Summary (Masterplots, Fourth Edition)
Young Valentine Legend, having squandered all of his money in riotous living, is destitute and deeply in debt. With no property left but his books, he declares his intention of becoming a playwright, for his love for Angelica has indeed compelled him to take desperate measures. On hearing of Valentine’s intention, Jeremy, his knavish manservant, shows alarm and says that Valentine’s family will surely disown him.
Among Valentine’s creditors is Trapland, a lecherous old scrivener who persists in dunning him. When Valentine, who has been joined by his friend Scandal, subtly threatened Trapland with blackmail concerning a wealthy city widow, the old man suddenly forgets the money that Valentine owes him.

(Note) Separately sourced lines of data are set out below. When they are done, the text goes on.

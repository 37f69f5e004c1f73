//! Image element wiring: a `load` listener plus a polling fallback, both
//! feeding one [`LoadWatch`] so the mapper initializes exactly once per
//! source.

use std::cell::{Cell, RefCell};
use std::rc::{Rc, Weak};

use imgmap::load::POLL_INTERVAL_MS;
use imgmap::{LoadStatus, LoadWatch, Sizing};
use wasm_bindgen::prelude::*;
use wasm_bindgen::JsCast;
use web_sys::HtmlImageElement;

use crate::{interop, listener, Core};

#[derive(Default)]
struct LoadState {
    watch: Cell<LoadWatch>,
    timer: Cell<Option<i32>>,
}

impl LoadState {
    fn stop_timer(&self) {
        if let (Some(id), Some(window)) = (self.timer.take(), web_sys::window()) {
            window.clear_interval_with_handle(id);
        }
    }
}

pub fn apply_image_size(img: &HtmlImageElement, sizing: &Sizing) {
    if let Some(w) = sizing.image.width {
        img.set_width(w.max(0.0).round() as u32);
    }
    if let Some(h) = sizing.image.height {
        img.set_height(h.max(0.0).round() as u32);
    }
}

fn check(core: &Weak<RefCell<Core>>, img: &HtmlImageElement, state: &LoadState) {
    let Some(core) = core.upgrade() else { return };
    if state.watch.get().is_done() {
        return;
    }
    match LoadStatus::classify(img.complete(), f64::from(img.natural_width())) {
        LoadStatus::Pending => return,
        LoadStatus::Failed => {
            state.stop_timer();
            log::warn!("image failed to load: '{}'", img.src());
            return;
        }
        LoadStatus::Ready => {}
    }
    // Busy mapper: the next poll tick retries.
    let Ok(mut guard) = core.try_borrow_mut() else { return };
    let mut watch = state.watch.get();
    watch.observe(true);
    state.watch.set(watch);
    state.stop_timer();
    let sizing = guard.on_image_loaded(interop::image_info(img));
    let calls = guard.listener_mut().take_pending();
    drop(guard);
    log::debug!("image ready: {:?}", sizing.canvas);
    apply_image_size(img, &sizing);
    listener::dispatch(calls);
}

pub struct Binding {
    img: HtmlImageElement,
    core: Weak<RefCell<Core>>,
    state: Rc<LoadState>,
    on_load: Closure<dyn FnMut()>,
    poll: Closure<dyn FnMut()>,
}

impl Binding {
    pub fn new(core: &Rc<RefCell<Core>>, img: HtmlImageElement) -> Result<Binding, JsValue> {
        let state = Rc::new(LoadState::default());
        let make = || {
            let (core, img, state) = (Rc::downgrade(core), img.clone(), state.clone());
            Closure::wrap(Box::new(move || check(&core, &img, &state)) as Box<dyn FnMut()>)
        };
        let on_load = make();
        let poll = make();
        img.add_event_listener_with_callback("load", on_load.as_ref().unchecked_ref())?;
        Ok(Binding {
            img,
            core: Rc::downgrade(core),
            state,
            on_load,
            poll,
        })
    }

    pub fn img(&self) -> &HtmlImageElement {
        &self.img
    }

    pub fn is_loaded(&self) -> bool {
        self.state.watch.get().is_done()
    }

    /// Whether the load poll is still running.
    pub fn is_waiting(&self) -> bool {
        self.state.timer.get().is_some()
    }

    /// Check now and, if the image is still pending, poll until it is.
    pub fn start(&self) -> Result<(), JsValue> {
        check(&self.core, &self.img, &self.state);
        let failed = LoadStatus::classify(self.img.complete(), f64::from(self.img.natural_width()))
            == LoadStatus::Failed;
        if self.is_loaded() || failed || self.is_waiting() {
            return Ok(());
        }
        let window = web_sys::window().ok_or_else(|| JsValue::from_str("no window"))?;
        let id = window.set_interval_with_callback_and_timeout_and_arguments_0(
            self.poll.as_ref().unchecked_ref(),
            POLL_INTERVAL_MS as i32,
        )?;
        self.state.timer.set(Some(id));
        Ok(())
    }

    /// Point the element at a new source and wait for it again.
    pub fn reload(&self, src: &str) -> Result<(), JsValue> {
        self.state.stop_timer();
        let mut watch = self.state.watch.get();
        watch.rearm();
        self.state.watch.set(watch);
        if !src.is_empty() {
            self.img.set_src(src);
        }
        self.start()
    }
}

impl Drop for Binding {
    fn drop(&mut self) {
        self.state.stop_timer();
        let _ = self
            .img
            .remove_event_listener_with_callback("load", self.on_load.as_ref().unchecked_ref());
    }
}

Sir Sampson Legend’s steward tells Valentine that he will be released from all debts if he will sign over his rights as Sir Sampson’s heir to Ben, his younger brother. If he signs, he will receive four thousand pounds in cash. In the meantime, Foresight, an old fool given to the science of prognostication, recalls Prue, his bumpkin daughter, from the country. Foresight plans to marry her to Ben Legend.
Angelica, wealthy, young, and clever, reproves her uncle for his belief in astrology. Irate, Foresight threatens to end her friendship with Valentine. Angelica, piqued, insinuates that Mrs. Foresight, the old man’s young second wife, is not true to him.
Sir Sampson Legend, a great teller of tall tales of world...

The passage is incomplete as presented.